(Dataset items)
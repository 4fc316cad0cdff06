use std::fmt;

/// Opaque block label
///
/// The compiler mints one of these per basic block; source-level label names never survive past
/// control flow construction.
#[derive(Copy, Clone, Hash, Eq, PartialEq)]
pub struct SynLabel(usize);

impl SynLabel {
    /// Label for the first block in the method
    pub const START: SynLabel = SynLabel(0);

    /// Get the next fresh label
    pub fn next(&self) -> SynLabel {
        SynLabel(self.0 + 1)
    }
}

impl fmt::Debug for SynLabel {
    fn fmt(&self, formatter: &mut fmt::Formatter<'_>) -> fmt::Result {
        formatter.write_fmt(format_args!("l{}", self.0))
    }
}

/// Generates new labels
pub trait LabelGenerator<Label> {
    /// Generate a fresh label
    fn fresh_label(&mut self) -> Label;
}

/// Label generator for [`SynLabel`]
///
/// Cloning does not split the generator source; the clone will hand out the same sequence of
/// labels as the original.
#[derive(Clone)]
pub struct SynLabelGenerator(SynLabel);

impl SynLabelGenerator {
    pub fn new(start: SynLabel) -> SynLabelGenerator {
        SynLabelGenerator(start)
    }
}

impl LabelGenerator<SynLabel> for SynLabelGenerator {
    fn fresh_label(&mut self) -> SynLabel {
        let to_return = self.0;
        self.0 = self.0.next();
        to_return
    }
}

### What you need to do:
Which lines above contain the word "impl"? List them.

### Solved exercise:
impl SynLabel {
impl fmt::Debug for SynLabel {
impl SynLabelGenerator {
impl LabelGenerator<SynLabel> for SynLabelGenerator {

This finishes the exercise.